MXQ cluster scheduler

This is a just a brief overview of the MXQ cluster scheduler. Please contact helpdesk@molgen.mpg.de for any questions.

You can also file issues and bug reports at https://github.molgen.mpg.de/mariux64/mxq/issues

General information

The cluster provides a high amount of processors and memory. It is assembled from various heterogeneous servers. Every server adds a different number of slots to the overall cluster. While every slot represents one (hyperthreaded) core of a processor.
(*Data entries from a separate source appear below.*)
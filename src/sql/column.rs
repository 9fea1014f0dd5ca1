// Copyright Polysql, Inc. All rights reserved.
//
// Use of this software is governed by the Business Source License
// included in the LICENSE file at the root of this repository.
//
// As of the Change Date specified in that file, in accordance with
// the Business Source License, use of this software will be governed
// by the Apache License, Version 2.0.

use super::{SQLBuilder, SQLParam};
use super::dialect::Dialect;
use super::expression_builder::ExpressionBuilder;

/// One cell of a VALUES tuple, as decided by the column value encoder. The
/// variants encode the exact emission semantics of each kind.
#[derive(Debug, Clone, PartialEq)]
pub enum Column {
    /// A bound parameter. Rendered as the dialect's placeholder; the value,
    /// which may be an `SQLParam::Array`, travels in the parameter table.
    Param { name: String, value: SQLParam },
    /// Caller-supplied SQL text, emitted verbatim, unescaped and
    /// unparameterized. Safety is the caller's responsibility.
    RawExpression(String),
    /// The dialect's "use the column default" literal.
    Default,
    /// A fixed literal, such as the `1` of a version column or a column's
    /// declared default.
    Literal(String),
    /// A null value
    Null,
}

impl ExpressionBuilder for Column {
    fn build(&self, dialect: &dyn Dialect, builder: &mut SQLBuilder) {
        match self {
            Column::Param { name, value } => {
                builder.push_param(dialect, name.clone(), value.clone())
            }
            Column::RawExpression(expr) => builder.push_str(expr),
            Column::Default => builder.push_str(dialect.default_literal()),
            Column::Literal(literal) => builder.push_str(literal),
            Column::Null => builder.push_str("NULL"),
        }
    }
}

#[cfg(test)]
mod tests {
    use super::*;
    use crate::sql::dialect::{Postgres, SqlServer};

    #[test]
    fn param_renders_placeholder_and_records_value() {
        let column = Column::Param {
            name: "_inserted_0_name".to_owned(),
            value: SQLParam::String("a".to_owned()),
        };

        assert_binding!(
            column.to_sql(&Postgres),
            "$1",
            ("_inserted_0_name", SQLParam::String("a".to_owned()))
        );

        assert_binding!(
            column.to_sql(&SqlServer),
            "@_inserted_0_name",
            ("_inserted_0_name", SQLParam::String("a".to_owned()))
        );
    }

    #[test]
    fn raw_expression_is_emitted_verbatim() {
        let column = Column::RawExpression("now()".to_owned());
        assert_binding!(column.to_sql(&Postgres), "now()");
    }

    #[test]
    fn default_uses_dialect_literal() {
        assert_binding!(Column::Default.to_sql(&Postgres), "DEFAULT");
        assert_binding!(Column::Null.to_sql(&Postgres), "NULL");
    }
}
The amount of memory per slot a server offers may vary (memory_per_slot = server_total_memory / number_of_slots).

Job submission

Resources

There are four resources that we encourage the user to specify when submitting a job:

number of processors
amount of memory
estimated running time
size of the per-job temporary disk storage ($TMPDIR)

If nothing is specified a job runs with

--processors=1 --memory=2G --time=15m --tmpdir=10G

Consult mxqsub --help for further information.

Jobs that exceed these specifications are killed by the cluster.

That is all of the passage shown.